[Collected data entries]
-- -- --
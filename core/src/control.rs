// Copyright 2025 HEM Sp. z o.o.
//
// Licensed under the Apache License, Version 2.0 (the "License");
// you may not use this file except in compliance with the License.
// You may obtain a copy of the License at
//
//     http://www.apache.org/licenses/LICENSE-2.0
//
// Unless required by applicable law or agreed to in writing, software
// distributed under the License is distributed on an "AS IS" BASIS,
// WITHOUT WARRANTIES OR CONDITIONS OF ANY KIND, either express or implied.
// See the License for the specific language governing permissions and
// limitations under the License.

use log::{debug, warn};
use nusb::transfer::{ControlType, Direction, Recipient};
use crate::definitions::{size_for_frame_index, ImageSize, UvcRequestCode, VideoStreamingControl};
use crate::usb::descriptors::CONFIGURATION_BLOB;
use crate::usb::errors::ControlError;
use crate::usb::log_prefix;
use crate::usb::requests::{AddressedControl, ControlSetup, ProbeCommitControl, REQUEST_GET_DESCRIPTOR};

/// Outcome of a control request.
#[derive(Debug, Clone, Copy, PartialEq, Eq)]
pub enum ControlAction {
    /// Data stage answer, clamped to `wLength` by the caller.
    Respond(&'static [u8]),
    /// Empty acknowledgement. Unknown and unimplemented requests end here, never in a stall.
    Acknowledge,
    /// A valid video streaming commit selected a new active format; acknowledged with no data.
    Commit(ImageSize),
}

impl ControlAction {
    pub fn response(&self) -> &'static [u8] {
        match self {
            Self::Respond(data) => data,
            Self::Acknowledge | Self::Commit(_) => &[],
        }
    }
}

/// Classifies one control request. `data` is the host-to-device data stage, empty for IN requests.
pub fn dispatch(setup: &ControlSetup, data: &[u8]) -> ControlAction {
    let prefix = log_prefix(setup.index as u8);
    match (setup.direction, setup.control_type, setup.recipient) {
        (Direction::In, Some(ControlType::Standard), Some(Recipient::Device))
            if setup.request == REQUEST_GET_DESCRIPTOR => {
            debug!("{} GET_DESCRIPTOR value={:#06x} length={}", prefix, setup.value, setup.length);
            ControlAction::Respond(&CONFIGURATION_BLOB)
        }
        (Direction::Out, Some(ControlType::Class), Some(Recipient::Interface))
            if setup.request == UvcRequestCode::SetCur as u8 => {
            let control = setup.addressed_control();
            debug!("{} SET_CUR unit={} selector={:#04x} {}", prefix, setup.unit(), setup.selector(), control.name());
            if control != AddressedControl::VideoStreaming(Some(VideoStreamingControl::Commit)) {
                return ControlAction::Acknowledge;
            }
            match decode_commit(data) {
                Ok(size) => {
                    debug!("{} Committed format {}", prefix, size);
                    ControlAction::Commit(size)
                }
                Err(e) => {
                    warn!("{} Ignoring commit: {}", prefix, e);
                    ControlAction::Acknowledge
                }
            }
        }
        (Direction::In, Some(ControlType::Class), Some(Recipient::Interface)) => {
            match UvcRequestCode::from_u8(setup.request).filter(UvcRequestCode::is_get) {
                Some(code) => log_get_request(&prefix, code, setup),
                None => debug!("{} Unhandled class request {:#04x}", prefix, setup.request),
            }
            ControlAction::Acknowledge
        }
        _ => {
            debug!(
                "{} Acknowledging request type {:?}/{:?}/{:?} request={:#04x} value={:#06x} index={:#06x}",
                prefix, setup.direction, setup.control_type, setup.recipient, setup.request, setup.value, setup.index
            );
            ControlAction::Acknowledge
        }
    }
}

/// Resolution selected by a probe/commit data stage.
pub fn decode_commit(data: &[u8]) -> Result<ImageSize, ControlError> {
    let commit = ProbeCommitControl::try_from(data)?;
    size_for_frame_index(commit.frame_index).ok_or(ControlError::InvalidFrameIndex(commit.frame_index))
}

fn log_get_request(prefix: &str, code: UvcRequestCode, setup: &ControlSetup) {
    let entity = match setup.addressed_control() {
        AddressedControl::VideoStreaming(_) => "video streaming",
        AddressedControl::CameraTerminal(_) => "camera terminal",
        AddressedControl::ProcessingUnit(_) => "processing unit",
        AddressedControl::Other { .. } => "unit",
    };
    debug!(
        "{} {} {} {} selector={:#04x} {}",
        prefix, code.name(), entity, setup.unit(), setup.selector(), setup.addressed_control().name()
    );
}

#[cfg(test)]
mod tests {
    use super::*;

    fn commit_data(frame_index: u8) -> [u8; ProbeCommitControl::SIZE] {
        ProbeCommitControl { format_index: 2, frame_index, ..Default::default() }.to_bytes()
    }

    fn set_cur(selector: u8, unit: u8) -> ControlSetup {
        ControlSetup::new(0x21, 0x01, (selector as u16) << 8, ((unit as u16) << 8) | 1, 26)
    }

    #[test]
    fn get_descriptor_returns_the_configuration_blob() {
        let setup = ControlSetup::new(0x80, REQUEST_GET_DESCRIPTOR, 0x0200, 0, 0x0009);
        let action = dispatch(&setup, &[]);
        assert_eq!(action.response(), &CONFIGURATION_BLOB[..]);
    }

    #[test]
    fn commit_selects_the_indexed_resolution() {
        let action = dispatch(&set_cur(0x02, 0), &commit_data(3));
        assert_eq!(action, ControlAction::Commit(ImageSize::new(160, 120)));
        assert!(action.response().is_empty());
    }

    #[test]
    fn probe_is_acknowledged_without_commit() {
        assert_eq!(dispatch(&set_cur(0x01, 0), &commit_data(1)), ControlAction::Acknowledge);
    }

    #[test]
    fn commit_to_another_unit_is_only_acknowledged() {
        assert_eq!(dispatch(&set_cur(0x02, 3), &commit_data(1)), ControlAction::Acknowledge);
    }

    #[test]
    fn invalid_commits_degrade_to_acknowledgement() {
        assert_eq!(dispatch(&set_cur(0x02, 0), &commit_data(0)), ControlAction::Acknowledge);
        assert_eq!(dispatch(&set_cur(0x02, 0), &commit_data(6)), ControlAction::Acknowledge);
        assert_eq!(dispatch(&set_cur(0x02, 0), &[0u8; 3]), ControlAction::Acknowledge);
        assert_eq!(decode_commit(&commit_data(9)), Err(ControlError::InvalidFrameIndex(9)));
    }

    #[test]
    fn get_requests_are_answered_empty() {
        for request in [0x81, 0x82, 0x83, 0x84, 0x85, 0x86, 0x87] {
            let setup = ControlSetup::new(0xA1, request, 0x0200, 0x0300, 2);
            assert_eq!(dispatch(&setup, &[]), ControlAction::Acknowledge);
        }
    }

    #[test]
    fn unrecognized_requests_are_acknowledged() {
        let vendor = ControlSetup::new(0xC0, 0x42, 0, 0, 4);
        let set_configuration = ControlSetup::new(0x00, 0x09, 1, 0, 0);
        assert_eq!(dispatch(&vendor, &[]), ControlAction::Acknowledge);
        assert_eq!(dispatch(&set_configuration, &[]), ControlAction::Acknowledge);
    }
}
-- -- --
Please give back only the lines between the first line of the entries and the line with "match (setup.direction, setup.control_type, setup.recipient)", both ends included, word for word.

▶ **Expected answer**:
filename core/src/control.rs
// Copyright 2025 HEM Sp. z o.o.
//
// Licensed under the Apache License, Version 2.0 (the "License");
// you may not use this file except in compliance with the License.
// You may obtain a copy of the License at
//
//     http://www.apache.org/licenses/LICENSE-2.0
//
// Unless required by applicable law or agreed to in writing, software
// distributed under the License is distributed on an "AS IS" BASIS,
// WITHOUT WARRANTIES OR CONDITIONS OF ANY KIND, either express or implied.
// See the License for the specific language governing permissions and
// limitations under the License.

use log::{debug, warn};
use nusb::transfer::{ControlType, Direction, Recipient};
use crate::definitions::{size_for_frame_index, ImageSize, UvcRequestCode, VideoStreamingControl};
use crate::usb::descriptors::CONFIGURATION_BLOB;
use crate::usb::errors::ControlError;
use crate::usb::log_prefix;
use crate::usb::requests::{AddressedControl, ControlSetup, ProbeCommitControl, REQUEST_GET_DESCRIPTOR};

/// Outcome of a control request.
#[derive(Debug, Clone, Copy, PartialEq, Eq)]
pub enum ControlAction {
    /// Data stage answer, clamped to `wLength` by the caller.
    Respond(&'static [u8]),
    /// Empty acknowledgement. Unknown and unimplemented requests end here, never in a stall.
    Acknowledge,
    /// A valid video streaming commit selected a new active format; acknowledged with no data.
    Commit(ImageSize),
}

impl ControlAction {
    pub fn response(&self) -> &'static [u8] {
        match self {
            Self::Respond(data) => data,
            Self::Acknowledge | Self::Commit(_) => &[],
        }
    }
}

/// Classifies one control request. `data` is the host-to-device data stage, empty for IN requests.
pub fn dispatch(setup: &ControlSetup, data: &[u8]) -> ControlAction {
    let prefix = log_prefix(setup.index as u8);
    match (setup.direction, setup.control_type, setup.recipient) {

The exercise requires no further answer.